**Records provided**:
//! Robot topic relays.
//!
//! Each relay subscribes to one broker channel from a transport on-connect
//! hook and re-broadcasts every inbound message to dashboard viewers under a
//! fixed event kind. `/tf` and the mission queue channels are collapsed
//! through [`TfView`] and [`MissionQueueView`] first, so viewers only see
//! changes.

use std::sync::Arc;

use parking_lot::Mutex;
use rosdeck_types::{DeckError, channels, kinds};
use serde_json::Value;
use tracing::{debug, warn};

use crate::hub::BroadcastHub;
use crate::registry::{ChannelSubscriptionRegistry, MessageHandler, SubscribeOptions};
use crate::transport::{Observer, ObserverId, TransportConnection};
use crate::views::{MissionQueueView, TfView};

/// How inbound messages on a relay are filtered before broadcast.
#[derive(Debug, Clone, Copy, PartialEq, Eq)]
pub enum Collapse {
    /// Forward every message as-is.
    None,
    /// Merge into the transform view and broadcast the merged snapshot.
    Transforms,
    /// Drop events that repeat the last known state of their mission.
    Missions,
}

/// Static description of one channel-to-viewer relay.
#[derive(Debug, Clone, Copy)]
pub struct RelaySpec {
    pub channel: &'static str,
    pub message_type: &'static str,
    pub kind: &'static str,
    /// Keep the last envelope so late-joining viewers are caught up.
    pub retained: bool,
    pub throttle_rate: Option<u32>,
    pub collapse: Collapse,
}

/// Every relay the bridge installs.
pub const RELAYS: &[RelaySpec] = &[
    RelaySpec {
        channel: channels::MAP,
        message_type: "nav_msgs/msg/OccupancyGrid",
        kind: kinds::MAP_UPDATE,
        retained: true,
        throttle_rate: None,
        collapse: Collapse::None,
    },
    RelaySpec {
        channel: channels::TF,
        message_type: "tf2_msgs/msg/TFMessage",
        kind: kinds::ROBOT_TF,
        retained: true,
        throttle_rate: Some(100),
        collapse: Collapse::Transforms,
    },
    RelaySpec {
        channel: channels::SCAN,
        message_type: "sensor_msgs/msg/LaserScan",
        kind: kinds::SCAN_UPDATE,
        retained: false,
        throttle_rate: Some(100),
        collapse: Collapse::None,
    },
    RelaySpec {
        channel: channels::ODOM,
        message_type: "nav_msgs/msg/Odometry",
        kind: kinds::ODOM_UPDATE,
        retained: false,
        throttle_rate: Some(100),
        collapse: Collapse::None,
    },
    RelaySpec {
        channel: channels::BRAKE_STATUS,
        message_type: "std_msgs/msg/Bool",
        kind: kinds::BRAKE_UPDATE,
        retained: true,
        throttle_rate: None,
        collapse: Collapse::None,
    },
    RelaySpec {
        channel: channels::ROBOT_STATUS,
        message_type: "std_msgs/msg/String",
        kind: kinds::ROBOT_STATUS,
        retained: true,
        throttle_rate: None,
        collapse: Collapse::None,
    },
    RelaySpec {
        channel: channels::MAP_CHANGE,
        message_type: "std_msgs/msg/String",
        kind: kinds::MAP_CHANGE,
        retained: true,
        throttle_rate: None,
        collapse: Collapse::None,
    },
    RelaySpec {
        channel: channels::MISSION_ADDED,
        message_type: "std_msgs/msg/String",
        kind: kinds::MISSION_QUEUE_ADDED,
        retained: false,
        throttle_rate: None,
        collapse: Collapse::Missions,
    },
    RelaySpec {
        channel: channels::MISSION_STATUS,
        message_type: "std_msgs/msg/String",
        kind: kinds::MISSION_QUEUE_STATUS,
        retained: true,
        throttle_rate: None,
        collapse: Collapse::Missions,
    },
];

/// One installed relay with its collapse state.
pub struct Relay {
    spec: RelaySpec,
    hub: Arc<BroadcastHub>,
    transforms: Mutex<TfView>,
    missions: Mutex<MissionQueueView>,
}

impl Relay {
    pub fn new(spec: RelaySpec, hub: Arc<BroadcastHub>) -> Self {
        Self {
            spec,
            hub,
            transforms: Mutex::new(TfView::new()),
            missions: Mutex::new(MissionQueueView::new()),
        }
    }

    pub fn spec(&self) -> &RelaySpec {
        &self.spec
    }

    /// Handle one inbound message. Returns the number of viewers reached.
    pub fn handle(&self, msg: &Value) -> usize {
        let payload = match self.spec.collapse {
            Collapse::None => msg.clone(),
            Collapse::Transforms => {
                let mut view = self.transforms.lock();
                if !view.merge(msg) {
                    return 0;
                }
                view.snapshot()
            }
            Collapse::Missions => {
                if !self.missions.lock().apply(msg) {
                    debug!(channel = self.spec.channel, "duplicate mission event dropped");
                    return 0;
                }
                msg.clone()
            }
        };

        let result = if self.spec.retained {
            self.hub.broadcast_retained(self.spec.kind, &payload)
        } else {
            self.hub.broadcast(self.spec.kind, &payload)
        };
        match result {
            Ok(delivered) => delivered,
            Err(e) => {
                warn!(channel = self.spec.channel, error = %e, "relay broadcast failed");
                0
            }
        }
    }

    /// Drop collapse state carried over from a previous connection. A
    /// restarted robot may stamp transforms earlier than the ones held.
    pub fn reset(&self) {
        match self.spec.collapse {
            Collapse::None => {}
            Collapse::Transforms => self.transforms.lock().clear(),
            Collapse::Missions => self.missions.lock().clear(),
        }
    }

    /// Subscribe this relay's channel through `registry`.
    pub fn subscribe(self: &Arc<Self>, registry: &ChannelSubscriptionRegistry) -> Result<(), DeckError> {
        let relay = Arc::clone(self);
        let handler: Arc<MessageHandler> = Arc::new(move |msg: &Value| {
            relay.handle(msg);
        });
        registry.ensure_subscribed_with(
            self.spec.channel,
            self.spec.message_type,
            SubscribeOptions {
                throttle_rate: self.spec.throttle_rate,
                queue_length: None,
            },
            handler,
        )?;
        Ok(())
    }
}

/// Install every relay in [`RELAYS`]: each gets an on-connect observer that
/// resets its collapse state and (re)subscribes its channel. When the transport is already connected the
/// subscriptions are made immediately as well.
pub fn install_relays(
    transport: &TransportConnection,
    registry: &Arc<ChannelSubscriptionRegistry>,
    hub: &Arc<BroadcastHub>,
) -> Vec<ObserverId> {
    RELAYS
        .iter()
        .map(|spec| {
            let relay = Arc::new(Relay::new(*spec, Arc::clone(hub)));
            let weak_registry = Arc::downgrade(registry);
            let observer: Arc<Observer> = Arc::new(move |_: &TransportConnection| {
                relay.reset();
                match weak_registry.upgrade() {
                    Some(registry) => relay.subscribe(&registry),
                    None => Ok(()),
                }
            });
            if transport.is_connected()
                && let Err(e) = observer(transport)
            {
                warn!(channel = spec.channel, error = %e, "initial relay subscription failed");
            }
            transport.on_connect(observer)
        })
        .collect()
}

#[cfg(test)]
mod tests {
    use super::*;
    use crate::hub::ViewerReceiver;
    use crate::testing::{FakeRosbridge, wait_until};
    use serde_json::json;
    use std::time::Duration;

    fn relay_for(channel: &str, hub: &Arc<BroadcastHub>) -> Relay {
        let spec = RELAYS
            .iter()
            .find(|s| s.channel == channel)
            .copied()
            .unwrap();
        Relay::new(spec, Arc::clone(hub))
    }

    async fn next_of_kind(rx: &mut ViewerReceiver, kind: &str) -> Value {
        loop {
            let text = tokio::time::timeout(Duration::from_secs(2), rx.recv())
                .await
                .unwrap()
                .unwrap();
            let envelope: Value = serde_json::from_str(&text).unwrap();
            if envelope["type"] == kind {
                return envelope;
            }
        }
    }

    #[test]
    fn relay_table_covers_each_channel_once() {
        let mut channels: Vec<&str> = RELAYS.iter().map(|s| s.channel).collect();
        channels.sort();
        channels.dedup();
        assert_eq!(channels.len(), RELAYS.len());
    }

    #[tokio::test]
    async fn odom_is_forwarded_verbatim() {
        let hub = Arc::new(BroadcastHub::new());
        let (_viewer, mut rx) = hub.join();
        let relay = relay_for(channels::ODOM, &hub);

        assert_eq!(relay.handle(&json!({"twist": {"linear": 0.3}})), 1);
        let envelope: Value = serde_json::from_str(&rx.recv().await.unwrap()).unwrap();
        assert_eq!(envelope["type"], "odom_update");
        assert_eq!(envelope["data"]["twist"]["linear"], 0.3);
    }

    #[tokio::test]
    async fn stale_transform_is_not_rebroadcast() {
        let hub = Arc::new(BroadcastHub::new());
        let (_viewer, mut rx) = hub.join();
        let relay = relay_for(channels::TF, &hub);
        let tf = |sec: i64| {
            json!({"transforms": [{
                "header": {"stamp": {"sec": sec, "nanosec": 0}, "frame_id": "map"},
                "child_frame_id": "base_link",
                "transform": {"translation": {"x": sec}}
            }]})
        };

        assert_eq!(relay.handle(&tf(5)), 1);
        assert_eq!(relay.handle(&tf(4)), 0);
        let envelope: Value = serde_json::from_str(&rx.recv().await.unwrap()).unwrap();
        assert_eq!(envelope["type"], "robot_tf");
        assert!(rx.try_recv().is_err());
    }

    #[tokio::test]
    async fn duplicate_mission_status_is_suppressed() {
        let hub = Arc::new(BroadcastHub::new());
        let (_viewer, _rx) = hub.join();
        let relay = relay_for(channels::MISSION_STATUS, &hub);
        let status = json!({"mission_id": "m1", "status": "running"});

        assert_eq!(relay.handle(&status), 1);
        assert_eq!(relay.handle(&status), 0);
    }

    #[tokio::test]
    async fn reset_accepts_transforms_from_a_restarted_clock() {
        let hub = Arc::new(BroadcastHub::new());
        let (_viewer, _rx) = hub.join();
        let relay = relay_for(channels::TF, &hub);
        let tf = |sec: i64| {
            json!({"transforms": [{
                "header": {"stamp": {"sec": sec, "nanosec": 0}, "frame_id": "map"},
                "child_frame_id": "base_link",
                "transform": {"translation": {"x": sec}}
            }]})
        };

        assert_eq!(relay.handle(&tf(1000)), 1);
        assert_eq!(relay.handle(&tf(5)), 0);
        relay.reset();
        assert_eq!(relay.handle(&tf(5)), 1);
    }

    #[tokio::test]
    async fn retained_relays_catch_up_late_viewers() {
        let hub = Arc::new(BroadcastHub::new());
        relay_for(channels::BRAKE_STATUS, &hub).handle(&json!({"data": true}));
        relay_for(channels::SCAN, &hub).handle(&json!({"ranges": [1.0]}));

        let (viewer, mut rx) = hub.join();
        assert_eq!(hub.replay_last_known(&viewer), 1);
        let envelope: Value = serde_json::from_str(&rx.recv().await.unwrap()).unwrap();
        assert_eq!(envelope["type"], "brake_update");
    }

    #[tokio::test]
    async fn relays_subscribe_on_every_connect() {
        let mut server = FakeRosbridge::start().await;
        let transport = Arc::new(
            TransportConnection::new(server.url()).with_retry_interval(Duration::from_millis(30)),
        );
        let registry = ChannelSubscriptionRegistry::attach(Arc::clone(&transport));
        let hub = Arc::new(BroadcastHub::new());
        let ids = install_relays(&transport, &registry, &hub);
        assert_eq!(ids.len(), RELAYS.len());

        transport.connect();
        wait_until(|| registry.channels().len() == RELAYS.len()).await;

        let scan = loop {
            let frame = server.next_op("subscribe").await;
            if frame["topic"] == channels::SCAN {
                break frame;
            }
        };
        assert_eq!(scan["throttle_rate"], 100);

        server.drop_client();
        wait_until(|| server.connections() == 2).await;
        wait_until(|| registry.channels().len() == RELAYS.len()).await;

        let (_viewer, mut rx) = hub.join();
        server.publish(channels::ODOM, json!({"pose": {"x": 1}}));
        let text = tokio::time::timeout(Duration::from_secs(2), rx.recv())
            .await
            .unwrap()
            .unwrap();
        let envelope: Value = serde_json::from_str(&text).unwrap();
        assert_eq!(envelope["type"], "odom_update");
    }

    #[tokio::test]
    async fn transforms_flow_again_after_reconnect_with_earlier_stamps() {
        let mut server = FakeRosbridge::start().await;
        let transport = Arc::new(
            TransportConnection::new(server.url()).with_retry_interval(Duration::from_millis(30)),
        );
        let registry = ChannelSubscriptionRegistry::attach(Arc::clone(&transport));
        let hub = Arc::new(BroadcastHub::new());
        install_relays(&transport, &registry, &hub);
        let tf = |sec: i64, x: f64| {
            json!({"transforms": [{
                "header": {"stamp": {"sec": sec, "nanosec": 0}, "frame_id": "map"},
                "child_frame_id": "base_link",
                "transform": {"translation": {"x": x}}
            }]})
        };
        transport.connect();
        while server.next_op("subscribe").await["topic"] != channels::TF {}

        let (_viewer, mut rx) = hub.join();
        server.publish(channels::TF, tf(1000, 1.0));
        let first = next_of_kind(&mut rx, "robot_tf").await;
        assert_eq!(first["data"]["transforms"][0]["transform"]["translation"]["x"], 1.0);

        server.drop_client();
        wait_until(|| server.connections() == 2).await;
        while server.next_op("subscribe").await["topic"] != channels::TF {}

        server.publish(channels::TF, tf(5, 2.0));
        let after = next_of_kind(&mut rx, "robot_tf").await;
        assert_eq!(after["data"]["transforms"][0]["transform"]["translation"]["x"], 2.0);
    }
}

**Exercise**:
The lines above that hold the word "ViewerReceiver" are the ones to copy.

**Exercise output**:
    use crate::hub::ViewerReceiver;
    async fn next_of_kind(rx: &mut ViewerReceiver, kind: &str) -> Value {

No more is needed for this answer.